Task details ->
Output the full listing exactly, character for character.

::::::

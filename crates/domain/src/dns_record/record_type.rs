use std::fmt;
use std::str::FromStr;

/// DNS query type.
///
/// The common types get their own variant; everything else is carried
/// through by its numeric code so unusual queries can still be forwarded
/// and cached.
#[derive(Debug, Clone, Copy, PartialEq, Eq, Hash, PartialOrd, Ord)]
pub enum RecordType {
    A,
    AAAA,
    CNAME,
    MX,
    TXT,
    PTR,
    SRV,
    SOA,
    NS,
    CAA,
    SVCB,
    HTTPS,
    Other(u16),
}

impl RecordType {
    pub fn code(&self) -> u16 {
        match self {
            RecordType::A => 1,
            RecordType::NS => 2,
            RecordType::CNAME => 5,
            RecordType::SOA => 6,
            RecordType::PTR => 12,
            RecordType::MX => 15,
            RecordType::TXT => 16,
            RecordType::AAAA => 28,
            RecordType::SRV => 33,
            RecordType::SVCB => 64,
            RecordType::HTTPS => 65,
            RecordType::CAA => 257,
            RecordType::Other(code) => *code,
        }
    }

    pub fn from_code(code: u16) -> Self {
        match code {
            1 => RecordType::A,
            2 => RecordType::NS,
            5 => RecordType::CNAME,
            6 => RecordType::SOA,
            12 => RecordType::PTR,
            15 => RecordType::MX,
            16 => RecordType::TXT,
            28 => RecordType::AAAA,
            33 => RecordType::SRV,
            64 => RecordType::SVCB,
            65 => RecordType::HTTPS,
            257 => RecordType::CAA,
            other => RecordType::Other(other),
        }
    }

    pub fn as_str(&self) -> &'static str {
        match self {
            RecordType::A => "A",
            RecordType::AAAA => "AAAA",
            RecordType::CNAME => "CNAME",
            RecordType::MX => "MX",
            RecordType::TXT => "TXT",
            RecordType::PTR => "PTR",
            RecordType::SRV => "SRV",
            RecordType::SOA => "SOA",
            RecordType::NS => "NS",
            RecordType::CAA => "CAA",
            RecordType::SVCB => "SVCB",
            RecordType::HTTPS => "HTTPS",
            RecordType::Other(_) => "OTHER",
        }
    }
}

impl fmt::Display for RecordType {
    fn fmt(&self, f: &mut fmt::Formatter<'_>) -> fmt::Result {
        match self {
            RecordType::Other(code) => write!(f, "TYPE{}", code),
            named => f.write_str(named.as_str()),
        }
    }
}

impl FromStr for RecordType {
    type Err = String;

    /// Accepts mnemonics case-insensitively and the RFC 3597 `TYPEnnn` form.
    fn from_str(s: &str) -> Result<Self, Self::Err> {
        let upper = s.trim().to_ascii_uppercase();
        let parsed = match upper.as_str() {
            "A" => RecordType::A,
            "AAAA" => RecordType::AAAA,
            "CNAME" => RecordType::CNAME,
            "MX" => RecordType::MX,
            "TXT" => RecordType::TXT,
            "PTR" => RecordType::PTR,
            "SRV" => RecordType::SRV,
            "SOA" => RecordType::SOA,
            "NS" => RecordType::NS,
            "CAA" => RecordType::CAA,
            "SVCB" => RecordType::SVCB,
            "HTTPS" => RecordType::HTTPS,
            other => {
                let code = other
                    .strip_prefix("TYPE")
                    .and_then(|n| n.parse::<u16>().ok())
                    .ok_or_else(|| format!("Unknown record type: {}", s))?;
                RecordType::from_code(code)
            }
        };
        Ok(parsed)
    }
}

::::::

Output of the exercise ->
filename crates/domain/src/dns_record/record_type.rs
use std::fmt;
use std::str::FromStr;

/// DNS query type.
///
/// The common types get their own variant; everything else is carried
/// through by its numeric code so unusual queries can still be forwarded
/// and cached.
#[derive(Debug, Clone, Copy, PartialEq, Eq, Hash, PartialOrd, Ord)]
pub enum RecordType {
    A,
    AAAA,
    CNAME,
    MX,
    TXT,
    PTR,
    SRV,
    SOA,
    NS,
    CAA,
    SVCB,
    HTTPS,
    Other(u16),
}

impl RecordType {
    pub fn code(&self) -> u16 {
        match self {
            RecordType::A => 1,
            RecordType::NS => 2,
            RecordType::CNAME => 5,
            RecordType::SOA => 6,
            RecordType::PTR => 12,
            RecordType::MX => 15,
            RecordType::TXT => 16,
            RecordType::AAAA => 28,
            RecordType::SRV => 33,
            RecordType::SVCB => 64,
            RecordType::HTTPS => 65,
            RecordType::CAA => 257,
            RecordType::Other(code) => *code,
        }
    }

    pub fn from_code(code: u16) -> Self {
        match code {
            1 => RecordType::A,
            2 => RecordType::NS,
            5 => RecordType::CNAME,
            6 => RecordType::SOA,
            12 => RecordType::PTR,
            15 => RecordType::MX,
            16 => RecordType::TXT,
            28 => RecordType::AAAA,
            33 => RecordType::SRV,
            64 => RecordType::SVCB,
            65 => RecordType::HTTPS,
            257 => RecordType::CAA,
            other => RecordType::Other(other),
        }
    }

    pub fn as_str(&self) -> &'static str {
        match self {
            RecordType::A => "A",
            RecordType::AAAA => "AAAA",
            RecordType::CNAME => "CNAME",
            RecordType::MX => "MX",
            RecordType::TXT => "TXT",
            RecordType::PTR => "PTR",
            RecordType::SRV => "SRV",
            RecordType::SOA => "SOA",
            RecordType::NS => "NS",
            RecordType::CAA => "CAA",
            RecordType::SVCB => "SVCB",
            RecordType::HTTPS => "HTTPS",
            RecordType::Other(_) => "OTHER",
        }
    }
}

impl fmt::Display for RecordType {
    fn fmt(&self, f: &mut fmt::Formatter<'_>) -> fmt::Result {
        match self {
            RecordType::Other(code) => write!(f, "TYPE{}", code),
            named => f.write_str(named.as_str()),
        }
    }
}

impl FromStr for RecordType {
    type Err = String;

    /// Accepts mnemonics case-insensitively and the RFC 3597 `TYPEnnn` form.
    fn from_str(s: &str) -> Result<Self, Self::Err> {
        let upper = s.trim().to_ascii_uppercase();
        let parsed = match upper.as_str() {
            "A" => RecordType::A,
            "AAAA" => RecordType::AAAA,
            "CNAME" => RecordType::CNAME,
            "MX" => RecordType::MX,
            "TXT" => RecordType::TXT,
            "PTR" => RecordType::PTR,
            "SRV" => RecordType::SRV,
            "SOA" => RecordType::SOA,
            "NS" => RecordType::NS,
            "CAA" => RecordType::CAA,
            "SVCB" => RecordType::SVCB,
            "HTTPS" => RecordType::HTTPS,
            other => {
                let code = other
                    .strip_prefix("TYPE")
                    .and_then(|n| n.parse::<u16>().ok())
                    .ok_or_else(|| format!("Unknown record type: {}", s))?;
                RecordType::from_code(code)
            }
        };
        Ok(parsed)
    }
}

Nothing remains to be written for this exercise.